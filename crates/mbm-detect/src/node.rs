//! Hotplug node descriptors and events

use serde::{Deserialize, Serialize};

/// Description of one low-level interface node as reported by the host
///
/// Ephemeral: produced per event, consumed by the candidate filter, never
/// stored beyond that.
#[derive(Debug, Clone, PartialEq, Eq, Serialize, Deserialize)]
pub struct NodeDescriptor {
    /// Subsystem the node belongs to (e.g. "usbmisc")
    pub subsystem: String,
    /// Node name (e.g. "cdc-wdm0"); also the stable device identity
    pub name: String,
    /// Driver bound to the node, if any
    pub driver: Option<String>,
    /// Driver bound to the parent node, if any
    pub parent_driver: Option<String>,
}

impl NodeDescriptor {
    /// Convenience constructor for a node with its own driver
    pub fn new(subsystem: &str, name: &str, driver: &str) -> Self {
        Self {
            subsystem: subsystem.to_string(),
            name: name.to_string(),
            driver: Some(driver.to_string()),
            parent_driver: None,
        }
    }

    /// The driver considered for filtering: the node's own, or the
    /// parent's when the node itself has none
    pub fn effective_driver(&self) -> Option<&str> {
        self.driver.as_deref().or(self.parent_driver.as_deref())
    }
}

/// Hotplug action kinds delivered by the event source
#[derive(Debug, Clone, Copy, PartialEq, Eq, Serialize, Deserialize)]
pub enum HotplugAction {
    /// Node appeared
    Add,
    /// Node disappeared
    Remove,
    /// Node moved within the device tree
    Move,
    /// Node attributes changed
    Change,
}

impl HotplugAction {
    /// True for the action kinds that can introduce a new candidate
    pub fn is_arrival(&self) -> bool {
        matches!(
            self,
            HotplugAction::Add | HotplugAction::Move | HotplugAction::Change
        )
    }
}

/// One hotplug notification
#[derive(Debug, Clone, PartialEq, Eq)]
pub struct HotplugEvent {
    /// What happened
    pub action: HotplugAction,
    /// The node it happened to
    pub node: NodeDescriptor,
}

...

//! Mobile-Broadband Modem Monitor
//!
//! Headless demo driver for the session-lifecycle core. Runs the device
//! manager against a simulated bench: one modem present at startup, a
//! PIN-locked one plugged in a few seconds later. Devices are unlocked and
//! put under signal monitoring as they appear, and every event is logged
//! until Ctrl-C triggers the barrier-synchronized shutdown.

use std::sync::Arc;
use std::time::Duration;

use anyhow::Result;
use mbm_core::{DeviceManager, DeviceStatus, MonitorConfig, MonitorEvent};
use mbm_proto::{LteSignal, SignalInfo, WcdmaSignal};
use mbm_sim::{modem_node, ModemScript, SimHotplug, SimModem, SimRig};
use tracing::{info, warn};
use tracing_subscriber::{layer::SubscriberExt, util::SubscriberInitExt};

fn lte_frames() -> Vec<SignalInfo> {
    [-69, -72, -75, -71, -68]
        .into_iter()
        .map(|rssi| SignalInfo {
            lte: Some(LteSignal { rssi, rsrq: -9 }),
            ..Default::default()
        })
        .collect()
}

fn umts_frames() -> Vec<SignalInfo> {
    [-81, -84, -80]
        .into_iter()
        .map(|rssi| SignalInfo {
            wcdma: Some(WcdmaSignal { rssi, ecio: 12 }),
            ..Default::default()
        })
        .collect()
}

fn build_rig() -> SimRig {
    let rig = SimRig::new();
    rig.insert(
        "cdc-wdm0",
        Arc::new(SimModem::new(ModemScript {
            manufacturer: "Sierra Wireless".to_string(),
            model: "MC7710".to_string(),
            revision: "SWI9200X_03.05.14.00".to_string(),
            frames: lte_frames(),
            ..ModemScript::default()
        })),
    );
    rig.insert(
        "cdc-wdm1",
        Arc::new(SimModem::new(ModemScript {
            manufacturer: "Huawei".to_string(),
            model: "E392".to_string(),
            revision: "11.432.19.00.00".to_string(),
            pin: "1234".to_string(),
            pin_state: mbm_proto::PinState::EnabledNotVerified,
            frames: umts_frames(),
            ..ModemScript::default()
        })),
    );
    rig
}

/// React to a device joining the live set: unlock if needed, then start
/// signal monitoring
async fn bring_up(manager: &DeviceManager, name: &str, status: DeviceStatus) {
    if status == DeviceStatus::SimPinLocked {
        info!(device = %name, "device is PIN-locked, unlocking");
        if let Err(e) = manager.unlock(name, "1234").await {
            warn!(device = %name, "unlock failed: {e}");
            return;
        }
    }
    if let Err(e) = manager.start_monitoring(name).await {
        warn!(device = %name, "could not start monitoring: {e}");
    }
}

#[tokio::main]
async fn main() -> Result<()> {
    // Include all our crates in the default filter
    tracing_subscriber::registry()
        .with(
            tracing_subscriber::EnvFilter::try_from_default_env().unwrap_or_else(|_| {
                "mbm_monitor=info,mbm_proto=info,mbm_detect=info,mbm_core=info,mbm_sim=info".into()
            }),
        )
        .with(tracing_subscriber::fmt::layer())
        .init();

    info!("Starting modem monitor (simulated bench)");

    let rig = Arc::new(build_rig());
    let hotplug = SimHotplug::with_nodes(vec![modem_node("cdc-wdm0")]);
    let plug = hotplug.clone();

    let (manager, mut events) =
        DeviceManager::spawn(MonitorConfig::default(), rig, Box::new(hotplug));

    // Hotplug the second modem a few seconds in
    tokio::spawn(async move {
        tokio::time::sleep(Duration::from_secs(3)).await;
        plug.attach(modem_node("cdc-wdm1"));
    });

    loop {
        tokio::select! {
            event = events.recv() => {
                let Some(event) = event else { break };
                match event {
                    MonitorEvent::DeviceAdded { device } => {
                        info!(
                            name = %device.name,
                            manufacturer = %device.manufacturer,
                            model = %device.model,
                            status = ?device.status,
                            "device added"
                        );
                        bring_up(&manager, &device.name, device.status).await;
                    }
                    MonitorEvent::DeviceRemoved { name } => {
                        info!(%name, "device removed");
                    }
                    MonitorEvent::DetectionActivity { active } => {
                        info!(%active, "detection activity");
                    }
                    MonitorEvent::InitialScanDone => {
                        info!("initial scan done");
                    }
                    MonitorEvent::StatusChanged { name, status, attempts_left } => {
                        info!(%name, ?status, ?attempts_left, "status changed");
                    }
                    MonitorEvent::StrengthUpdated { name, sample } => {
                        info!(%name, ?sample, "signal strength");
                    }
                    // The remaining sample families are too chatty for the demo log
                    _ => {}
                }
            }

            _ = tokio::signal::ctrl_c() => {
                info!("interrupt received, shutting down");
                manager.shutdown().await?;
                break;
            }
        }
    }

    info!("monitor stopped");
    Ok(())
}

• [WHAT NEEDS TO BE DONE] Across the records above, how many lines contain the word "PartialEq"? Please give that number alone.

• [RESPONSE TO THE TASK] 3